The 2017 Atlantic Hurricane Season
The 2017 Atlantic Hurricane Season may be an active phase. Although, the 2017 Atlantic Hurricane Season forecast is tentative due to climate aspects that influence the amount of storms in the Atlantic Ocean are giving inconsistent or anemic signals. Eventful lively hurricane seasons are often coupled with warmer phases of the Atlantic’s main sea surface temperature cycles. Eras of high hurricane activity (1950-1970 and 1995-present) have emerged during the warm phase of a natural oscillation in Atlantic sea surface temperatures known as the Atlantic Multi-decadal Oscillation (AMO). The temperate phase of the AMO is associated with warmer than average oceans in the north and tropical Atlantic Ocean coupled with an increased West African monsoon season, advance hurricane development. The years of 2003, 2004 and 2005 produced higher than normal ocean temperatures, possibly resulting in the more active phase producing Hurricane Wilma in 2005. Not only warmer ocean temperatures have an influence in the prediction and development of a busy hurricane season; but wind shear also plays a major factor. Wind shear (changes in wind direction and speed with height in the atmosphere), humidity, and the general reliability of the atmosphere (more unsteady means more storms) have radical effects on hurricane activity. Wind shear movement remains difficult to forecast months in advance.

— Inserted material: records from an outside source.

impl IntelFdc {
    /// Create a controller with two empty drives, registering its timer on
    /// the wheel
    pub fn new(wheel: &mut TimerWheel) -> Self {
        Self {
            regs: [0; NUM_REGISTERS],
            drive_out: DriveOut::empty(),
            drives: [DiscDrive::new(0), DiscDrive::new(1)],
            current_drive: None,
            nmi: NmiLine::new(),
            timer_id: wheel.register_timer("8271"),
            timer_state: TimerState::None,
            parameter_callback: ParamCallback::None,
            index_pulse_callback: IndexPulseCallback::None,
            state: State::Idle,
            state_count: 0,
            state_is_index_pulse: false,
            shift_register: 0,
            num_shifts: 0,
            crc: 0,
            on_disc_crc: 0,
            log_commands: false,
        }
    }

    /// Enable or disable command logging
    pub fn set_log_commands(&mut self, log_commands: bool) {
        self.log_commands = log_commands;
    }

    pub(crate) fn log_commands(&self) -> bool {
        self.log_commands
    }

    /// A drive mechanism
    pub fn drive(&self, index: usize) -> &DiscDrive {
        &self.drives[index]
    }

    /// A drive mechanism, mutably
    pub fn drive_mut(&mut self, index: usize) -> &mut DiscDrive {
        &mut self.drives[index]
    }

    /// Insert a blank disc into a drive
    pub fn insert_blank_disc(&mut self, drive: usize, write_protect: bool) {
        self.drives[drive].insert_disc(DiscImage::blank(false, write_protect));
    }

    /// The NMI line the CPU consumes
    pub fn nmi(&self) -> &NmiLine {
        &self.nmi
    }

    /// The NMI line, mutably (the CPU takes edges through this)
    pub fn nmi_mut(&mut self) -> &mut NmiLine {
        &mut self.nmi
    }

    /// The drive output latch
    pub fn drive_out(&self) -> DriveOut {
        self.drive_out
    }

    // ----- register file primitives -----

    pub(crate) fn reg(&self, index: u8) -> u8 {
        self.regs[index as usize]
    }

    pub(crate) fn set_reg(&mut self, index: u8, value: u8) {
        self.regs[index as usize] = value;
    }

    pub(crate) fn status(&self) -> Status {
        Status::from_bits_retain(self.regs[reg::INTERNAL_STATUS as usize])
    }

    /// External view of the status register
    ///
    /// The internal status cell is shared with mode bits (0x03) which are
    /// masked out. Bit 0x40, "command register full", is never returned:
    /// its true behaviour is not understood, and observed hardware always
    /// reads it as zero.
    pub(crate) fn external_status(&self) -> u8 {
        let mut status = self.regs[reg::INTERNAL_STATUS as usize];
        status &= !0x03;
        status &= !0x40;
        status
    }

    fn update_nmi(&mut self) {
        let level = self.status().contains(Status::NMI);
        if level && self.nmi.is_firing() {
            log::error!("edge triggered NMI already high");
        }
        self.nmi.set_level(level);
    }

    pub(crate) fn status_raise(&mut self, bits: Status) {
        self.regs[reg::INTERNAL_STATUS as usize] |= bits.bits();
        if bits.contains(Status::NMI) {
            self.update_nmi();
        }
    }

    pub(crate) fn status_lower(&mut self, bits: Status) {
        self.regs[reg::INTERNAL_STATUS as usize] &= !bits.bits();
        if bits.contains(Status::NMI) {
            self.update_nmi();
        }
    }

    pub(crate) fn result(&self) -> u8 {
        self.regs[reg::INTERNAL_RESULT as usize]
    }

    pub(crate) fn set_result(&mut self, result: u8) {
        self.regs[reg::INTERNAL_RESULT as usize] = result;
        self.status_raise(Status::RESULT_READY);
    }

    /// The executable command slot from the low 6 bits of the command
    /// register
    pub(crate) fn internal_command(&self) -> Command {
        let command = self.regs[reg::INTERNAL_COMMAND as usize] & 0x3C;
        Command::from_index(command >> 2)
    }

    pub(crate) fn command_is_writing(&self) -> bool {
        matches!(
            self.internal_command(),
            Command::WriteData | Command::WriteDeletedData | Command::Format
        )
    }

    // ----- drive output -----

    /// Rewire the drive output latch, with all its side effects
    ///
    /// A change of select bits spins down the old drive (if its head was
    /// loaded) and spins up the new one. Asserting both selects is
    /// ambiguous on real hardware; no drive is selected.
    pub(crate) fn set_drive_out(&mut self, drive_out: DriveOut) {
        if let Some(index) = self.current_drive {
            if self.drive_out.contains(DriveOut::LOAD_HEAD) {
                self.drives[index].stop_spinning();
            }
        }

        self.current_drive = match drive_out.bits() & 0xC0 {
            0x40 => Some(0),
            0x80 => Some(1),
            _ => None,
        };

        if let Some(index) = self.current_drive {
            if drive_out.contains(DriveOut::LOAD_HEAD) {
                self.drives[index].start_spinning();
            }
            self.drives[index].select_side(drive_out.contains(DriveOut::SIDE));
        }

        self.drive_out = drive_out;
    }

    pub(crate) fn drive_out_raise(&mut self, bits: DriveOut) {
        self.set_drive_out(self.drive_out | bits);
    }

    pub(crate) fn drive_out_lower(&mut self, bits: DriveOut) {
        self.set_drive_out(self.drive_out - bits);
    }

    pub(crate) fn spindown(&mut self) {
        self.drive_out_lower(DriveOut::SELECT_1 | DriveOut::SELECT_0 | DriveOut::LOAD_HEAD);
    }

    pub(crate) fn current_drive(&self) -> Option<&DiscDrive> {
        self.current_drive.map(|index| &self.drives[index])
    }

    pub(crate) fn current_drive_mut(&mut self) -> Option<&mut DiscDrive> {
        self.current_drive.map(move |index| &mut self.drives[index])
    }

    // ----- drive input -----

    pub(crate) fn is_write_protect(&self) -> bool {
        self.current_drive().is_some_and(DiscDrive::is_write_protect)
    }

    pub(crate) fn is_track_0(&self) -> bool {
        self.current_drive().is_some_and(|drive| drive.get_track() == 0)
    }

    pub(crate) fn is_index_pulse(&self) -> bool {
        self.current_drive().is_some_and(DiscDrive::is_index_pulse)
    }

    fn current_drive_is_spinning(&self) -> bool {
        self.current_drive().is_some_and(DiscDrive::is_spinning)
    }

    /// Compose the drive input lines
    ///
    /// Bits 7 and 0 read as set on real hardware. The remaining lines are
    /// only meaningful while the selected drive is spinning.
    pub(crate) fn read_drive_in(&self) -> u8 {
        let mut drive_in = 0x81;
        if self.current_drive_is_spinning() {
            if self.is_track_0() {
                drive_in |= 0x02; // TRK0
            }
            if self.drive_out.contains(DriveOut::SELECT_0) {
                drive_in |= 0x04; // RDY0
            }
            if self.drive_out.contains(DriveOut::SELECT_1) {
                drive_in |= 0x40; // RDY1
            }
            if self.is_write_protect() {
                drive_in |= 0x08; // WR PROT
            }
            if self.is_index_pulse() {
                drive_in |= 0x10; // INDEX
            }
        }
        drive_in
    }

    /// Sample the drive inputs into the copy register, folding the ready
    /// lines through the latched register
    ///
    /// The latched register remembers a ready line that has been seen low;
    /// only the READ_DRIVE_STATUS command restores it from the live copy.
    pub(crate) fn do_read_drive_status(&mut self) -> u8 {
        let mut drive_in = self.read_drive_in();
        self.set_reg(reg::INTERNAL_DRIVE_IN_COPY, drive_in);
        let latched = self.reg(reg::INTERNAL_DRIVE_IN_LATCHED) | 0xBB;
        drive_in &= latched;
        self.set_reg(reg::INTERNAL_DRIVE_IN_LATCHED, drive_in);
        drive_in
    }

    // ----- special register access -----

    /// Read a register through READ_SPECIAL_REGISTER addressing
    pub(crate) fn read_register(&mut self, register: u8) -> u8 {
        let register = register & 0x3F;
        if (register as usize) < NUM_REGISTERS {
            return self.reg(register);
        }
        match register & 0x07 {
            r if r == (reg::DRIVE_IN & 0x07) => self.read_drive_in(),
            // DFS-1.2 reads drive out in normal operation.
            r if r == (reg::DRIVE_OUT & 0x07) => self.drive_out.bits(),
            r => {
                log::warn!("8271: direct read of unimplemented MMIO register {r}");
                0
            }
        }
    }

    /// Write a register through WRITE_SPECIAL_REGISTER addressing
    pub(crate) fn write_register(&mut self, register: u8, value: u8) {
        let register = register & 0x3F;
        if (register as usize) < NUM_REGISTERS {
            self.set_reg(register, value);
            return;
        }
        match register & 0x07 {
            // Side select and manual head load / spin control both arrive
            // through direct drive-out writes.
            r if r == (reg::DRIVE_OUT & 0x07) => {
                self.set_drive_out(DriveOut::from_bits_retain(value));
            }
            r => {
                log::warn!("8271: direct write of unimplemented MMIO register {r}");
            }
        }
    }

    // ----- MMIO surface -----

    /// Read one of the chip's MMIO addresses (masked to the low 3 bits)
    pub fn read(&mut self, addr: u16) -> u8 {
        match addr & 0x07 {
            0 => self.external_status(),
            1 => {
                let result = self.result();
                self.status_lower(Status::RESULT_READY | Status::NMI);
                result
            }
            // Registers 2 and 3 are not documented as readable, but real
            // hardware presents the internal byte counter there.
            2 => self.reg(reg::INTERNAL_COUNT_MSB),
            3 => self.reg(reg::INTERNAL_COUNT_LSB),
            // The data register is mapped across all of 4-7.
            _ => {
                self.status_lower(Status::NEED_DATA | Status::NMI);
                self.reg(reg::INTERNAL_DATA)
            }
        }
    }

    /// Write one of the chip's MMIO addresses (masked to the low 3 bits)
    ///
    /// Needs the timer wheel because a completed parameter list dispatches
    /// the command, and seeks are timer paced.
    pub fn write(&mut self, wheel: &mut TimerWheel, addr: u16, value: u8) {
        match addr & 0x07 {
            0 => self.command_written(wheel, value),
            1 => self.param_written(wheel, value),
            2 => {
                // Values 2 and 4 do crazy things to a real 8271; treat any
                // such write as a fatal emulation error.
                assert!(value == 0 || value == 1, "invalid 8271 reset value {value}");
                if value == 1 {
                    if self.log_commands {
                        log::info!("8271: reset");
                    }
                    self.break_reset(wheel);
                }
            }
            3 => {
                log::info!("8271: write to unmapped register 3");
            }
            _ => {
                self.status_lower(Status::NEED_DATA | Status::NMI);
                self.set_reg(reg::INTERNAL_DATA, value);
            }
        }
    }

    // ----- reset -----

    /// Reset driven by the host's break key / reset register
    ///
    /// Aborts any in-flight command (leaving a deliberately misaligned
    /// trailing byte if mid-write), deselects the drives and clears status.
    /// The register file itself survives.
    pub fn break_reset(&mut self, wheel: &mut TimerWheel) {
        self.command_abort();
        self.set_state(State::Idle);
        self.clear_callbacks(wheel);

        // Deselect any drive; ensures spin-down.
        self.set_drive_out(DriveOut::empty());

        // On a real machine status is cleared but result and data are not.
        self.status_lower(self.status());
    }

    /// Full power-on reset: break reset plus register file clear
    pub fn power_on_reset(&mut self, wheel: &mut TimerWheel) {
        self.break_reset(wheel);
        debug_assert_eq!(self.parameter_callback, ParamCallback::None);
        debug_assert_eq!(self.index_pulse_callback, IndexPulseCallback::None);
        debug_assert_eq!(self.timer_state, TimerState::None);
        debug_assert_eq!(self.state, State::Idle);
        debug_assert!(self.current_drive.is_none());
        debug_assert!(self.drive_out.is_empty());

        self.regs = [0; NUM_REGISTERS];
        self.state_count = 0;
        self.state_is_index_pulse = false;
        self.nmi.reset();
    }

    pub(crate) fn set_state(&mut self, state: State) {
        self.state = state;
        self.state_count = 0;

        if state == State::SyncingForId || state == State::SyncingForData {
            self.shift_register = 0;
            self.num_shifts = 0;
        }
    }

    // ----- snapshots -----

    /// Whether a command is in flight
    pub fn is_busy(&self) -> bool {
        self.status().contains(Status::BUSY)
    }

    /// Capture the controller's persistent state
    ///
    /// Only meaningful between commands: the dynamic transfer state is
    /// not part of a snapshot.
    pub fn snapshot(&self) -> FdcSnapshot {
        FdcSnapshot {
            regs: self.regs,
            drive_out: self.drive_out.bits(),
        }
    }

    /// Restore a snapshot taken by [`IntelFdc::snapshot`]
    ///
    /// Dynamic transfer state resets to idle; the drive output latch is
    /// replayed with its full side-select and spin semantics.
    pub fn restore(&mut self, snapshot: &FdcSnapshot) {
        self.regs = snapshot.regs;
        self.state = State::Idle;
        self.state_count = 0;
        self.state_is_index_pulse = false;
        self.shift_register = 0;
        self.num_shifts = 0;
        self.crc = 0;
        self.on_disc_crc = 0;
        self.timer_state = TimerState::None;
        self.parameter_callback = ParamCallback::None;
        self.index_pulse_callback = IndexPulseCallback::None;
        self.nmi.reset();
        self.set_drive_out(DriveOut::from_bits_retain(snapshot.drive_out));
        self.update_nmi();
    }

    // ----- time -----

    /// Advance the controller by elapsed wheel ticks
    ///
    /// Pumps the selected drive's rotation and processes each due disc
    /// byte through the state machine, in on-disc order.
    pub fn tick(&mut self, wheel: &mut TimerWheel, ticks: TickCount) {
        let Some(index) = self.current_drive else {
            return;
        };
        let due = self.drives[index].accumulate(ticks);
        for _ in 0..due {
            // A command completing mid-burst may deselect or spin down the
            // drive; remaining byte slots then never happen.
            let Some(index) = self.current_drive else {
                break;
            };
            if !self.drives[index].is_spinning() {
                break;
            }
            let (data_byte, clocks_byte) = self.drives[index].read_head_byte();
            self.on_disc_byte(wheel, data_byte, clocks_byte);
            if let Some(index) = self.current_drive {
                self.drives[index].advance_head();
            }
        }
    }
}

“The 2017 Atlantic Hurricane Outlook issued by NOAA’s Climate Prediction Center was released on May 25, 2017. It predicted an above-average hurricane season with 11-17 named storms and 5-9 hurricanes of which 2-4 will be major hurricanes (wind speeds in excess of 110mph).”
Warmer than typical ocean temperatures and low wind shear in the tropical Atlantic Ocean and Caribbean Sea shared with near-normal or weak El Niño circumstances are the primary justifications behind the above-average hurricane outlook.
Often people refer to The Old Farmer’s Almanac for weather predictions.
Nevertheless, June 1rst marked the beginning of the 2017 Atlantic Hurricane Season. Homeowners and business owners should prepare now for the season. First and foremost ensure you have your property insurance policy in place. Review the deductibles. Normally the hurricane deductible is 2% or 5 % of the dwelling policy limits. Our public adjusters recommend a 2% deductible. Once there is a named storm you will not be able to alter your policy.
D’Orsa and Associates, LLC public adjusters will review your policy free of charge. Remember, should your property sustain any damage, contact our public adjusters to handle your claim.